Suit une dissertation savante sur les carabes ; ensuite une autre sur les ichneumons.

« Venons-en à un travail aussi important et peut-être plus difficile que la détermination des carabes, celle des ichneumons. Linné les avait classés d’après un caractère peu sûr, la couleur de l’écusson et celle des antennes. Fabricius a conservé cette division, supprimé plusieurs espèces de Linné, confondu plusieurs autres et établi des espèces douteuses.
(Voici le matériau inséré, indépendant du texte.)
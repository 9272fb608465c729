//! Ray picking against the body registry.

use super::geometry::Ray;
use super::registry::BodyRegistry;

/// Id of the nearest body part hit by `ray`.
pub fn pick<'a>(ray: &Ray, registry: &'a BodyRegistry) -> Option<&'a str> {
    registry
        .parts()
        .iter()
        .filter_map(|part| part.intersect(ray).map(|t| (t, part)))
        .min_by(|(a, _), (b, _)| a.total_cmp(b))
        .map(|(_, part)| part.id.as_str())
}

#[cfg(test)]
mod tests {
    use super::*;
    use crate::region::geometry::Vec3;

    #[test]
    fn test_front_ray_hits_chest_before_back() {
        let registry = BodyRegistry::standard();
        let ray = Ray::new(Vec3::new(0.0, 2.5, 10.0), Vec3::new(0.0, 0.0, -1.0));
        assert_eq!(pick(&ray, &registry), Some("chest"));
    }

    #[test]
    fn test_back_ray_hits_upper_back_first() {
        let registry = BodyRegistry::standard();
        let ray = Ray::new(Vec3::new(0.0, 2.5, -10.0), Vec3::new(0.0, 0.0, 1.0));
        assert_eq!(pick(&ray, &registry), Some("upper_back"));
    }

    #[test]
    fn test_side_ray_hits_near_limb() {
        let registry = BodyRegistry::standard();
        let ray = Ray::new(Vec3::new(-10.0, -2.8, 0.0), Vec3::new(1.0, 0.0, 0.0));
        assert_eq!(pick(&ray, &registry), Some("left_shin"));
    }

    #[test]
    fn test_miss_returns_none() {
        let registry = BodyRegistry::standard();
        let ray = Ray::new(Vec3::new(5.0, 10.0, 10.0), Vec3::new(0.0, 0.0, -1.0));
        assert!(pick(&ray, &registry).is_none());
    }
}
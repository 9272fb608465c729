//! Point stream to immutable path.

use super::path::{DrawingPath, StrokeStyle};
use kurbo::Point;

/// Buffers the points of one open stroke.
///
/// The style is captured when the recorder is created and cannot change
/// until the stroke is finished.
#[derive(Debug, Clone)]
pub struct PathRecorder {
    points: Vec<Point>,
    style: StrokeStyle,
}

impl PathRecorder {
    /// Open a stroke at `start`.
    pub fn start(start: Point, style: StrokeStyle) -> Self {
        Self {
            points: vec![start],
            style,
        }
    }

    /// Append a point.
    pub fn push(&mut self, point: Point) {
        self.points.push(point);
    }

    /// Points recorded so far.
    pub fn points(&self) -> &[Point] {
        &self.points
    }

    /// Style fixed at stroke start.
    pub fn style(&self) -> &StrokeStyle {
        &self.style
    }

    /// Number of recorded points.
    pub fn len(&self) -> usize {
        self.points.len()
    }

    /// Always false: a recorder starts with one point.
    pub fn is_empty(&self) -> bool {
        self.points.is_empty()
    }

    /// Finalize into an immutable path.
    pub fn finish(self) -> DrawingPath {
        DrawingPath::from_points(&self.points, &self.style)
    }
}
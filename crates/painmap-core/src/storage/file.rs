//! File-based storage: one JSON file per pain map.

use super::{BoxFuture, PainMapStore, StorageError, StorageResult, StoredPainMap};
use std::fs;
use std::path::{Path, PathBuf};

/// Stores records as `<id>.json` files in a directory.
pub struct FileStorage {
    base_path: PathBuf,
}

impl FileStorage {
    /// Create storage rooted at `base_path`, creating the directory if needed.
    pub fn new(base_path: PathBuf) -> StorageResult<Self> {
        if !base_path.exists() {
            fs::create_dir_all(&base_path).map_err(|e| io_error("create", &base_path, e))?;
        }
        Ok(Self { base_path })
    }

    /// Storage in the platform data directory (`<data>/painmap/records`).
    pub fn default_location() -> StorageResult<Self> {
        let base = dirs::data_local_dir()
            .or_else(dirs::home_dir)
            .ok_or_else(|| StorageError::Io("No data or home directory for pain map records".to_string()))?;
        Self::new(base.join("painmap").join("records"))
    }

    /// File path for a record id. Characters outside `[A-Za-z0-9_-]` map to `_`.
    fn record_path(&self, id: &str) -> PathBuf {
        let safe_id: String = id
            .chars()
            .map(|c| if c.is_ascii_alphanumeric() || c == '-' || c == '_' { c } else { '_' })
            .collect();
        self.base_path.join(format!("{}.json", safe_id))
    }

    pub fn base_path(&self) -> &Path {
        &self.base_path
    }
}

fn io_error(action: &str, path: &Path, err: std::io::Error) -> StorageError {
    StorageError::Io(format!("Cannot {} {}: {}", action, path.display(), err))
}

impl PainMapStore for FileStorage {
    fn save(&self, record: &StoredPainMap) -> BoxFuture<'_, StorageResult<()>> {
        let path = self.record_path(&record.id);
        let staging = path.with_extension("json.tmp");
        let json = record.to_json();
        Box::pin(async move {
            let json = json?;
            // Records on disk are always complete: stage, then rename over.
            fs::write(&staging, json).map_err(|e| io_error("write", &staging, e))?;
            fs::rename(&staging, &path).map_err(|e| io_error("replace", &path, e))?;
            log::info!("Pain map record written to {}", path.display());
            Ok(())
        })
    }

    fn load(&self, id: &str) -> BoxFuture<'_, StorageResult<StoredPainMap>> {
        let path = self.record_path(id);
        let id = id.to_string();
        Box::pin(async move {
            if !path.exists() {
                return Err(StorageError::NotFound(id));
            }
            let json = fs::read_to_string(&path).map_err(|e| io_error("read", &path, e))?;
            StoredPainMap::from_json(&json)
        })
    }

    fn delete(&self, id: &str) -> BoxFuture<'_, StorageResult<()>> {
        let path = self.record_path(id);
        Box::pin(async move {
            if path.exists() {
                fs::remove_file(&path).map_err(|e| io_error("delete", &path, e))?;
            }
            Ok(())
        })
    }

    fn list(&self) -> BoxFuture<'_, StorageResult<Vec<String>>> {
        let base = self.base_path.clone();
        Box::pin(async move {
            if !base.exists() {
                return Ok(Vec::new());
            }
            let entries = fs::read_dir(&base).map_err(|e| io_error("list", &base, e))?;
            let mut ids: Vec<String> = entries
                .flatten()
                .map(|entry| entry.path())
                .filter(|path| path.extension().is_some_and(|ext| ext == "json"))
                .filter_map(|path| path.file_stem().and_then(|s| s.to_str()).map(str::to_owned))
                .collect();
            ids.sort();
            Ok(ids)
        })
    }

    fn exists(&self, id: &str) -> BoxFuture<'_, StorageResult<bool>> {
        let path = self.record_path(id);
        Box::pin(async move { Ok(path.exists()) })
    }
}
« Geoffroy n’a fait aucune division dans un genre où elles sont si nécessaires. J’ai essayé de le soudiviser en un certain nombre de familles naturelles, ainsi que nous y sommes parvenus avec assez de bonheur pour les staphilins, les carabes, les mouches' et les sphex. »

Viennent ensuite deux pages de détails scientifiques, qui finissent ainsi : « Dans ma prochaine lettre je terminerai la détermination de ce genre. J’attends de vous et de nos amis beaucoup de savans renseignemens sur ces six premières familles.

« P. S. J’espère que vous me répondrez promptement. Le temps qui s’écoulera jusqu’à votre réponse, ne sera pas perdu pour notre Société. Je le passerai non loin de la mer, dans un lieu où je trouverai des plantes marines, des forêts, et par-ci par-là, des mousses, et dans lequel mes diaria cryptogamicum et halicaticum prendront de l’accroissement. J’espère aller ensuite à Paris, où le cabinet royal et d’autres cabinets me promettent beaucoup d’instruction. »


seconde lettre


Fiquainville, le 18 Mai 1791.


« Je suis forcé aujourd’hui de borner à des remercimens ma réponse à votre mémoire sur les escargots ; mais j’espère bientôt être en état de vous envoyer là-dessus un commentaire détaillé. Je compte que vous me parlerez aussi des coquilles fluviatiles.

« Mon turbo en est réellement un, et convient au genre tel que vous le définissez. J’ajouterai à sa description que son opercule est brun foncé et qu’il ferme complétement l’ouverture.

« L’animal, que j’ai vu pour la première fois aujourd’hui, épuise toutes mes idées de conchyliologie et renverse aussi votre division faite avec tant de soin, en hélices de terre et d’eau douce. Il n’a que deux cornes, médiocrement longues, avec les yeux placés à l’extérieur de leur base. Ces tentacules sont cylindriques et non comprimées comme dans les hélices d’eau douce. Il vit parmi les mousses et les pierres. On le trouve dans beaucoup de lieux par centaines. »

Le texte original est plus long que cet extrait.